• **THE DATA**
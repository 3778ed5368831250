// Logging module for simwatch
// Diagnostics go to stderr (and optionally a file) so that stdout carries
// only the per-cycle reports.
//
// Supports:
// - Text and JSON line formats
// - Console, file, or both destinations with independent levels
// - Timestamps as YYYY-MM-DD HH:mm:ss local time
//
// Example usage:
// ```
// let config = LogConfig {
//     console_level: LevelFilter::Info,
//     file_level: Some(LevelFilter::Debug),
//     format: LogFormat::Json,
//     destination: LogDestination::Both(PathBuf::from("simwatch.log")),
// };
// init_logger(config)?;
// log::info!("Monitor started");
// ```

use anyhow::{Context, Result};
use chrono::{DateTime, Local};
use log::{Level, LevelFilter};
use serde::{Deserialize, Serialize};
use std::fs::{File, OpenOptions};
use std::io::{self, Write};
use std::path::{Path, PathBuf};
use std::sync::Mutex;

/// Log output format options
#[derive(Debug, Clone, Copy, PartialEq)]
pub enum LogFormat {
    Text,
    Json,
}

impl std::str::FromStr for LogFormat {
    type Err = String;

    fn from_str(s: &str) -> std::result::Result<Self, Self::Err> {
        match s.to_lowercase().as_str() {
            "text" => Ok(LogFormat::Text),
            "json" => Ok(LogFormat::Json),
            _ => Err(format!("Invalid log format: {}. Valid options: text, json", s)),
        }
    }
}

/// Log destination options
#[derive(Debug, Clone, PartialEq)]
pub enum LogDestination {
    Console,
    File(PathBuf),
    Both(PathBuf),
}

impl LogDestination {
    fn file_path(&self) -> Option<&Path> {
        match self {
            LogDestination::Console => None,
            LogDestination::File(path) | LogDestination::Both(path) => Some(path),
        }
    }

    fn includes_console(&self) -> bool {
        !matches!(self, LogDestination::File(_))
    }
}

/// JSON log entry structure
#[derive(Debug, Serialize, Deserialize)]
pub struct JsonLogEntry {
    pub timestamp: String,
    pub level: String,
    pub target: String,
    pub message: String,
    #[serde(skip_serializing_if = "Option::is_none")]
    pub detail: Option<serde_json::Value>,
}

/// Logging configuration
#[derive(Debug, Clone)]
pub struct LogConfig {
    pub console_level: LevelFilter,
    pub file_level: Option<LevelFilter>,
    pub format: LogFormat,
    pub destination: LogDestination,
}

impl Default for LogConfig {
    fn default() -> Self {
        Self {
            console_level: LevelFilter::Info,
            file_level: None,
            format: LogFormat::Text,
            destination: LogDestination::Console,
        }
    }
}

impl LogConfig {
    /// Most verbose level any destination accepts
    pub fn max_level(&self) -> LevelFilter {
        match self.file_level {
            Some(file_level) if file_level > self.console_level => file_level,
            _ => self.console_level,
        }
    }
}

/// Logger writing formatted records to stderr and/or a log file
pub struct SimwatchLogger {
    config: LogConfig,
    file: Option<Mutex<File>>,
}

impl SimwatchLogger {
    /// Create a logger, opening the log file up front when one is configured
    pub fn new(config: LogConfig) -> Result<Self> {
        let file = match config.destination.file_path() {
            Some(path) => Some(Mutex::new(open_log_file(path)?)),
            None => None,
        };
        Ok(Self { config, file })
    }

    fn format_timestamp() -> String {
        let now: DateTime<Local> = Local::now();
        now.format("%Y-%m-%d %H:%M:%S").to_string()
    }

    fn format_text_message(&self, level: Level, message: &str) -> String {
        let timestamp = Self::format_timestamp();
        format!("{} [{}] {}", timestamp, level.to_string().to_uppercase(), message)
    }

    fn format_json_message(&self, level: Level, target: &str, message: &str) -> Result<String> {
        let entry = JsonLogEntry {
            timestamp: Self::format_timestamp(),
            level: level.to_string().to_uppercase(),
            target: target.to_string(),
            message: message.to_string(),
            detail: None,
        };

        serde_json::to_string(&entry).context("Failed to serialize log entry to JSON")
    }

    fn should_log_to_console(&self, level: Level) -> bool {
        self.config.destination.includes_console() && level <= self.config.console_level
    }

    fn should_log_to_file(&self, level: Level) -> bool {
        match self.config.file_level {
            Some(file_level) => self.file.is_some() && level <= file_level,
            None => false,
        }
    }

    fn write_to_console(&self, formatted_message: &str) -> Result<()> {
        writeln!(io::stderr(), "{}", formatted_message).context("Failed to write to console")
    }

    fn write_to_file(&self, formatted_message: &str) -> Result<()> {
        let Some(file) = &self.file else {
            return Ok(());
        };
        let mut file = file
            .lock()
            .map_err(|_| anyhow::anyhow!("Log file lock poisoned"))?;
        writeln!(file, "{}", formatted_message).context("Failed to write to log file")
    }
}

fn open_log_file(path: &Path) -> Result<File> {
    OpenOptions::new()
        .create(true)
        .append(true)
        .open(path)
        .with_context(|| format!("Failed to open log file: {}", path.display()))
}

impl log::Log for SimwatchLogger {
    fn enabled(&self, metadata: &log::Metadata) -> bool {
        self.should_log_to_console(metadata.level()) || self.should_log_to_file(metadata.level())
    }

    fn log(&self, record: &log::Record) {
        if !self.enabled(record.metadata()) {
            return;
        }

        let message = record.args().to_string();
        let level = record.level();

        let formatted_message = match self.config.format {
            LogFormat::Text => self.format_text_message(level, &message),
            LogFormat::Json => match self.format_json_message(level, record.target(), &message) {
                Ok(json) => json,
                Err(e) => {
                    eprintln!("JSON formatting error: {}. Falling back to text format.", e);
                    self.format_text_message(level, &message)
                }
            },
        };

        if self.should_log_to_console(level) {
            if let Err(e) = self.write_to_console(&formatted_message) {
                eprintln!("Console logging error: {}", e);
            }
        }
        if self.should_log_to_file(level) {
            if let Err(e) = self.write_to_file(&formatted_message) {
                eprintln!("File logging error: {}", e);
            }
        }
    }

    fn flush(&self) {
        let _ = io::stderr().flush();
        if let Some(file) = &self.file {
            if let Ok(mut file) = file.lock() {
                let _ = file.flush();
            }
        }
    }
}

/// Initialize the logging system with the given configuration
pub fn init_logger(config: LogConfig) -> Result<()> {
    let max_level = config.max_level();
    let logger = SimwatchLogger::new(config)?;

    log::set_boxed_logger(Box::new(logger)).context("Failed to set global logger")?;
    log::set_max_level(max_level);

    Ok(())
}

/// Convert string to LevelFilter
pub fn parse_log_level(level_str: &str) -> Result<LevelFilter> {
    match level_str.to_lowercase().as_str() {
        "error" => Ok(LevelFilter::Error),
        "warn" => Ok(LevelFilter::Warn),
        "info" => Ok(LevelFilter::Info),
        "debug" => Ok(LevelFilter::Debug),
        "trace" => Ok(LevelFilter::Trace),
        "off" => Ok(LevelFilter::Off),
        _ => Err(anyhow::anyhow!(
            "Invalid log level: {}. Valid levels: error, warn, info, debug, trace, off",
            level_str
        )),
    }
}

• **PROBLEM DETAILS**
An exact copy of every record above is needed. Write it out word for word.

• **SOLUTION BELOW**
repository 3778ed5368831250
// Logging module for simwatch
// Diagnostics go to stderr (and optionally a file) so that stdout carries
// only the per-cycle reports.
//
// Supports:
// - Text and JSON line formats
// - Console, file, or both destinations with independent levels
// - Timestamps as YYYY-MM-DD HH:mm:ss local time
//
// Example usage:
// ```
// let config = LogConfig {
//     console_level: LevelFilter::Info,
//     file_level: Some(LevelFilter::Debug),
//     format: LogFormat::Json,
//     destination: LogDestination::Both(PathBuf::from("simwatch.log")),
// };
// init_logger(config)?;
// log::info!("Monitor started");
// ```

use anyhow::{Context, Result};
use chrono::{DateTime, Local};
use log::{Level, LevelFilter};
use serde::{Deserialize, Serialize};
use std::fs::{File, OpenOptions};
use std::io::{self, Write};
use std::path::{Path, PathBuf};
use std::sync::Mutex;

/// Log output format options
#[derive(Debug, Clone, Copy, PartialEq)]
pub enum LogFormat {
    Text,
    Json,
}

impl std::str::FromStr for LogFormat {
    type Err = String;

    fn from_str(s: &str) -> std::result::Result<Self, Self::Err> {
        match s.to_lowercase().as_str() {
            "text" => Ok(LogFormat::Text),
            "json" => Ok(LogFormat::Json),
            _ => Err(format!("Invalid log format: {}. Valid options: text, json", s)),
        }
    }
}

/// Log destination options
#[derive(Debug, Clone, PartialEq)]
pub enum LogDestination {
    Console,
    File(PathBuf),
    Both(PathBuf),
}

impl LogDestination {
    fn file_path(&self) -> Option<&Path> {
        match self {
            LogDestination::Console => None,
            LogDestination::File(path) | LogDestination::Both(path) => Some(path),
        }
    }

    fn includes_console(&self) -> bool {
        !matches!(self, LogDestination::File(_))
    }
}

/// JSON log entry structure
#[derive(Debug, Serialize, Deserialize)]
pub struct JsonLogEntry {
    pub timestamp: String,
    pub level: String,
    pub target: String,
    pub message: String,
    #[serde(skip_serializing_if = "Option::is_none")]
    pub detail: Option<serde_json::Value>,
}

/// Logging configuration
#[derive(Debug, Clone)]
pub struct LogConfig {
    pub console_level: LevelFilter,
    pub file_level: Option<LevelFilter>,
    pub format: LogFormat,
    pub destination: LogDestination,
}

impl Default for LogConfig {
    fn default() -> Self {
        Self {
            console_level: LevelFilter::Info,
            file_level: None,
            format: LogFormat::Text,
            destination: LogDestination::Console,
        }
    }
}

impl LogConfig {
    /// Most verbose level any destination accepts
    pub fn max_level(&self) -> LevelFilter {
        match self.file_level {
            Some(file_level) if file_level > self.console_level => file_level,
            _ => self.console_level,
        }
    }
}

/// Logger writing formatted records to stderr and/or a log file
pub struct SimwatchLogger {
    config: LogConfig,
    file: Option<Mutex<File>>,
}

impl SimwatchLogger {
    /// Create a logger, opening the log file up front when one is configured
    pub fn new(config: LogConfig) -> Result<Self> {
        let file = match config.destination.file_path() {
            Some(path) => Some(Mutex::new(open_log_file(path)?)),
            None => None,
        };
        Ok(Self { config, file })
    }

    fn format_timestamp() -> String {
        let now: DateTime<Local> = Local::now();
        now.format("%Y-%m-%d %H:%M:%S").to_string()
    }

    fn format_text_message(&self, level: Level, message: &str) -> String {
        let timestamp = Self::format_timestamp();
        format!("{} [{}] {}", timestamp, level.to_string().to_uppercase(), message)
    }

    fn format_json_message(&self, level: Level, target: &str, message: &str) -> Result<String> {
        let entry = JsonLogEntry {
            timestamp: Self::format_timestamp(),
            level: level.to_string().to_uppercase(),
            target: target.to_string(),
            message: message.to_string(),
            detail: None,
        };

        serde_json::to_string(&entry).context("Failed to serialize log entry to JSON")
    }

    fn should_log_to_console(&self, level: Level) -> bool {
        self.config.destination.includes_console() && level <= self.config.console_level
    }

    fn should_log_to_file(&self, level: Level) -> bool {
        match self.config.file_level {
            Some(file_level) => self.file.is_some() && level <= file_level,
            None => false,
        }
    }

    fn write_to_console(&self, formatted_message: &str) -> Result<()> {
        writeln!(io::stderr(), "{}", formatted_message).context("Failed to write to console")
    }

    fn write_to_file(&self, formatted_message: &str) -> Result<()> {
        let Some(file) = &self.file else {
            return Ok(());
        };
        let mut file = file
            .lock()
            .map_err(|_| anyhow::anyhow!("Log file lock poisoned"))?;
        writeln!(file, "{}", formatted_message).context("Failed to write to log file")
    }
}

fn open_log_file(path: &Path) -> Result<File> {
    OpenOptions::new()
        .create(true)
        .append(true)
        .open(path)
        .with_context(|| format!("Failed to open log file: {}", path.display()))
}

impl log::Log for SimwatchLogger {
    fn enabled(&self, metadata: &log::Metadata) -> bool {
        self.should_log_to_console(metadata.level()) || self.should_log_to_file(metadata.level())
    }

    fn log(&self, record: &log::Record) {
        if !self.enabled(record.metadata()) {
            return;
        }

        let message = record.args().to_string();
        let level = record.level();

        let formatted_message = match self.config.format {
            LogFormat::Text => self.format_text_message(level, &message),
            LogFormat::Json => match self.format_json_message(level, record.target(), &message) {
                Ok(json) => json,
                Err(e) => {
                    eprintln!("JSON formatting error: {}. Falling back to text format.", e);
                    self.format_text_message(level, &message)
                }
            },
        };

        if self.should_log_to_console(level) {
            if let Err(e) = self.write_to_console(&formatted_message) {
                eprintln!("Console logging error: {}", e);
            }
        }
        if self.should_log_to_file(level) {
            if let Err(e) = self.write_to_file(&formatted_message) {
                eprintln!("File logging error: {}", e);
            }
        }
    }

    fn flush(&self) {
        let _ = io::stderr().flush();
        if let Some(file) = &self.file {
            if let Ok(mut file) = file.lock() {
                let _ = file.flush();
            }
        }
    }
}

/// Initialize the logging system with the given configuration
pub fn init_logger(config: LogConfig) -> Result<()> {
    let max_level = config.max_level();
    let logger = SimwatchLogger::new(config)?;

    log::set_boxed_logger(Box::new(logger)).context("Failed to set global logger")?;
    log::set_max_level(max_level);

    Ok(())
}

/// Convert string to LevelFilter
pub fn parse_log_level(level_str: &str) -> Result<LevelFilter> {
    match level_str.to_lowercase().as_str() {
        "error" => Ok(LevelFilter::Error),
        "warn" => Ok(LevelFilter::Warn),
        "info" => Ok(LevelFilter::Info),
        "debug" => Ok(LevelFilter::Debug),
        "trace" => Ok(LevelFilter::Trace),
        "off" => Ok(LevelFilter::Off),
        _ => Err(anyhow::anyhow!(
            "Invalid log level: {}. Valid levels: error, warn, info, debug, trace, off",
            level_str
        )),
    }
}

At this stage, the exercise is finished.